I often marvel at the calibre of the leaders we have. At times, I sincerely wonder where the greatness and the patriotism that this country has been boasting about for so long is.
There is rising political violence, and the people or group being manipulated is the youth.
I have been imagining that Kenya was moving in the direction of rejecting perpetrators of violence. From what is evident now, it is possible that we could be moving towards the worst. Most of those who call themselves leaders only know how to lead the youth to violence.
Honestly, such people should not even offer themselves for leadership positions.
What Kenya needs is not those who use their often ill-gotten wealth to buy the youth to fight for them.
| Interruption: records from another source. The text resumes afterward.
// Copyright (c) 2025 SOLARE S.R.O.
//
// This file is part of FluxION.
//
// Licensed under the Creative Commons Attribution-NonCommercial-NoDerivatives 4.0 International
// (CC BY-NC-ND 4.0). You may use and share this file for non-commercial purposes only and you may not
// create derivatives. See <https://creativecommons.org/licenses/by-nc-nd/4.0/>.
//
// This software is provided "AS IS", without warranty of any kind.
//
// For commercial licensing, please contact: info@solare.cz

//! CLI entry point for BattSize

use anyhow::{Context, Result};
use battsize_cli::{
    AppConfig,
    cli::{Cli, Commands, FilterArgs, PlanArgs, RecommendArgs, ServeArgs, SizeArgs, TableFormatter},
};
use battsize_core::{
    Catalog, ValidationIssue, calculate, validate_recommendation_inputs, validate_sizing_inputs,
};
use battsize_web::{PlanResponse, start_web_server};
use clap::Parser;
use serde::Serialize;
use std::sync::Arc;
use tracing::{debug, info};
use tracing_subscriber::{EnvFilter, FmtSubscriber};

fn main() -> Result<()> {
    let cli = Cli::parse();
    let config = AppConfig::load(cli.config.as_deref())?;

    init_tracing(&config.logging.level)?;
    config.log_summary();

    let catalog = config.load_catalog()?;
    debug!("Catalog ready: {} batteries", catalog.len());

    match cli.command {
        Commands::Size(args) => size_command(&args, &config, cli.json),
        Commands::Recommend(args) => recommend_command(&args, &catalog, cli.json),
        Commands::Plan(args) => plan_command(&args, &config, &catalog, cli.json),
        Commands::Catalog(args) => catalog_command(&args, &catalog, cli.json),
        Commands::Serve(args) => serve_command(args, &config, catalog),
    }
}

/// Install the global subscriber; `RUST_LOG` takes precedence over the configured level.
/// Logs go to stderr so `--json` output on stdout stays machine-readable.
fn init_tracing(level: &str) -> Result<()> {
    let subscriber = FmtSubscriber::builder()
        .with_env_filter(EnvFilter::try_from_default_env().unwrap_or_else(|_| EnvFilter::new(level)))
        .with_writer(std::io::stderr)
        .finish();

    tracing::subscriber::set_global_default(subscriber)
        .context("Failed to install tracing subscriber")
}

fn size_command(args: &SizeArgs, config: &AppConfig, json: bool) -> Result<()> {
    let inputs = args.to_inputs(&config.defaults);
    let validation = validate_sizing_inputs(&inputs).into_result()?;
    let result = calculate(&inputs);

    if json {
        return print_json(&result);
    }
    print!("{}", TableFormatter::format_sizing(&result));
    print_warnings(&validation.warnings);
    Ok(())
}

fn recommend_command(args: &RecommendArgs, catalog: &Catalog, json: bool) -> Result<()> {
    let inputs = args.filters.to_inputs(args.usable);
    let validation = validate_recommendation_inputs(&inputs, catalog).into_result()?;
    let result = catalog.recommend(&inputs);

    if json {
        return print_json(&result);
    }
    print!(
        "{}",
        TableFormatter::format_recommendations(&result, inputs.battery_usable_needed_kwh)
    );
    print_warnings(&validation.warnings);
    Ok(())
}

fn plan_command(args: &PlanArgs, config: &AppConfig, catalog: &Catalog, json: bool) -> Result<()> {
    let sizing_inputs = args.sizing.to_inputs(&config.defaults);
    let mut validation = validate_sizing_inputs(&sizing_inputs).into_result()?;
    let sizing = calculate(&sizing_inputs);

    let inputs = args.filters.to_inputs(sizing.battery_usable_needed_kwh);
    validation.merge(validate_recommendation_inputs(&inputs, catalog));
    let validation = validation.into_result()?;

    let plan = PlanResponse {
        sizing,
        recommendations: catalog.recommend(&inputs),
        warnings: validation.warnings,
    };

    if json {
        return print_json(&plan);
    }
    print!("{}", TableFormatter::format_sizing(&plan.sizing));
    println!();
    print!(
        "{}",
        TableFormatter::format_recommendations(
            &plan.recommendations,
            plan.sizing.battery_usable_needed_kwh
        )
    );
    print_warnings(&plan.warnings);
    Ok(())
}

fn catalog_command(args: &FilterArgs, catalog: &Catalog, json: bool) -> Result<()> {
    let items = catalog.filtered(args.region.as_deref(), args.tier, args.chemistry);
    if json {
        return print_json(&items);
    }
    print!("{}", TableFormatter::format_catalog(&items));
    Ok(())
}

fn serve_command(args: ServeArgs, config: &AppConfig, catalog: Catalog) -> Result<()> {
    let host = args.host.unwrap_or_else(|| config.server.host.clone());
    let port = args.port.unwrap_or(config.server.port);
    anyhow::ensure!(port != 0, "Port must be between 1 and 65535");

    let runtime = tokio::runtime::Builder::new_multi_thread()
        .enable_all()
        .build()
        .context("Failed to create tokio runtime")?;

    info!("🚀 Starting BattSize API");
    runtime
        .block_on(start_web_server(Arc::new(catalog), &host, port))
        .map_err(|e| anyhow::anyhow!("Web server failed: {e}"))
}

fn print_json<T: Serialize>(value: &T) -> Result<()> {
    let json = serde_json::to_string_pretty(value).context("Failed to serialize output")?;
    println!("{json}");
    Ok(())
}

fn print_warnings(warnings: &[ValidationIssue]) {
    if !warnings.is_empty() {
        print!("\n{}", TableFormatter::format_warnings(warnings));
    }
}
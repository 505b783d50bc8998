// Copyright (c) 2025 SOLARE S.R.O.
//
// This file is part of FluxION.

use axum::{
    Router,
    body::{Body, to_bytes},
    http::{Request, StatusCode, header},
};
use battsize_core::{BatteryCatalogItem, Catalog, RecommendationResult, SizingResult};
use battsize_web::{HealthResponse, PlanResponse, router};
use serde_json::{Value, json};
use std::sync::Arc;
use tower::ServiceExt;

fn app() -> Router {
    router(Arc::new(Catalog::builtin().unwrap()))
}

async fn send(app: Router, request: Request<Body>) -> (StatusCode, Vec<u8>) {
    let response = app.oneshot(request).await.unwrap();
    let status = response.status();
    let body = to_bytes(response.into_body(), usize::MAX).await.unwrap();
    (status, body.to_vec())
}

async fn get(uri: &str) -> (StatusCode, Vec<u8>) {
    let request = Request::get(uri).body(Body::empty()).unwrap();
    send(app(), request).await
}

async fn post(uri: &str, body: &Value) -> (StatusCode, Vec<u8>) {
    let request = Request::post(uri)
        .header(header::CONTENT_TYPE, "application/json")
        .body(Body::from(body.to_string()))
        .unwrap();
    send(app(), request).await
}

#[tokio::test]
async fn test_health() {
    let (status, body) = get("/health").await;
    assert_eq!(status, StatusCode::OK);

    let health: HealthResponse = serde_json::from_slice(&body).unwrap();
    assert_eq!(health.status, "ok");
    assert_eq!(health.catalog_size, Catalog::builtin().unwrap().len());
}

#[tokio::test]
async fn test_catalog_listing_with_filters() {
    let (status, body) = get("/api/catalog").await;
    assert_eq!(status, StatusCode::OK);
    let all: Vec<BatteryCatalogItem> = serde_json::from_slice(&body).unwrap();
    assert_eq!(all.len(), Catalog::builtin().unwrap().len());

    let (status, body) = get("/api/catalog?tier=diy&region=us").await;
    assert_eq!(status, StatusCode::OK);
    let diy: Vec<BatteryCatalogItem> = serde_json::from_slice(&body).unwrap();
    assert!(!diy.is_empty());
    assert!(diy.len() < all.len());
    assert!(
        diy.iter()
            .all(|i| i.region_availability.is_available_in("US"))
    );
}

#[tokio::test]
async fn test_catalog_rejects_unknown_filter() {
    let (status, body) = get("/api/catalog?chemistry=sodium").await;
    assert_eq!(status, StatusCode::UNPROCESSABLE_ENTITY);

    let body: Value = serde_json::from_slice(&body).unwrap();
    assert_eq!(body["valid"], json!(false));
    assert_eq!(body["errors"][0]["field"], json!("chemistry"));
}

#[tokio::test]
async fn test_size() {
    let (status, body) = post(
        "/api/size",
        &json!({
            "daily_load_kwh": 10.0,
            "days_of_autonomy": 1,
            "dod": 0.8,
            "efficiency": 0.9,
            "winter_mode": false,
            "reserve_buffer": 0.15
        }),
    )
    .await;
    assert_eq!(status, StatusCode::OK);

    let result: SizingResult = serde_json::from_slice(&body).unwrap();
    assert!((result.load_target_kwh - 11.5).abs() < 1e-9);
    assert!((result.battery_usable_needed_kwh - 12.8).abs() < 1e-9);
    assert!((result.battery_nameplate_needed_kwh - 16.0).abs() < 1e-9);
}

#[tokio::test]
async fn test_size_uses_defaults_for_omitted_fields() {
    let (status, body) = post("/api/size", &json!({ "daily_load_kwh": 10.0 })).await;
    assert_eq!(status, StatusCode::OK);

    let result: SizingResult = serde_json::from_slice(&body).unwrap();
    assert!((result.battery_nameplate_needed_kwh - 16.0).abs() < 1e-9);
}

#[tokio::test]
async fn test_size_validation_error() {
    let (status, body) = post(
        "/api/size",
        &json!({ "daily_load_kwh": 10.0, "days_of_autonomy": 1, "dod": 0.0 }),
    )
    .await;
    assert_eq!(status, StatusCode::UNPROCESSABLE_ENTITY);

    let body: Value = serde_json::from_slice(&body).unwrap();
    assert_eq!(body["errors"][0]["field"], json!("dod"));
    assert_eq!(body["errors"][0]["severity"], json!("error"));
}

#[tokio::test]
async fn test_recommend() {
    let (status, body) = post(
        "/api/recommend",
        &json!({ "battery_usable_needed_kwh": 10.0, "location_tag": "IN" }),
    )
    .await;
    assert_eq!(status, StatusCode::OK);

    let result: RecommendationResult = serde_json::from_slice(&body).unwrap();
    assert!(result.metadata.is_limited_catalog);
    assert!(result.iter().all(|c| !c.is_undersized));
}

#[tokio::test]
async fn test_recommend_rejects_zero_target() {
    let (status, _) = post("/api/recommend", &json!({ "battery_usable_needed_kwh": 0.0 })).await;
    assert_eq!(status, StatusCode::UNPROCESSABLE_ENTITY);
}

#[tokio::test]
async fn test_plan_chains_calculator_and_recommender() {
    let (status, body) = post(
        "/api/plan",
        &json!({
            "sizing": { "daily_load_kwh": 10.0, "days_of_autonomy": 1 },
            "location_tag": "zz",
            "tier_filter": "mid"
        }),
    )
    .await;
    assert_eq!(status, StatusCode::OK);

    let plan: PlanResponse = serde_json::from_slice(&body).unwrap();
    assert!((plan.sizing.battery_usable_needed_kwh - 12.8).abs() < 1e-9);
    assert!(plan.recommendations.premium.is_empty());
    assert!(plan.recommendations.diy.is_empty());
    assert!(
        plan.recommendations
            .mid_range
            .iter()
            .all(|c| c.battery.region_availability.global)
    );
    assert_eq!(plan.warnings.len(), 1);
    assert_eq!(plan.warnings[0].field, "location_tag");
}

#[tokio::test]
async fn test_plan_rejects_load_too_small_to_size() {
    let (status, body) = post(
        "/api/plan",
        &json!({ "sizing": { "daily_load_kwh": 0.03, "days_of_autonomy": 1 } }),
    )
    .await;
    assert_eq!(status, StatusCode::UNPROCESSABLE_ENTITY);

    let body: Value = serde_json::from_slice(&body).unwrap();
    assert_eq!(body["errors"][0]["field"], json!("daily_load_kwh"));
}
I call upon the youth wherever they are to shun this crop of leaders. It is tragic to be given a mere Sh100, or even more, to be used by a leader to fight others or even burn a fellow citizen’s house.
Remember: those leaders only pretend to love, recognise and cherish the youth in the times of need — when they want to use them to instigate violence for political mileage.
After using the youth and finding their way to wherever they want to go, they quickly forget them. During campaigns, like now, the leaders are very good listeners and very attentive to the electorate.
At this time, you will find them ready to mix with people and even dare to ask their security detail to let the people interact with them.
They can attend fund-raisers and all manner of meetings.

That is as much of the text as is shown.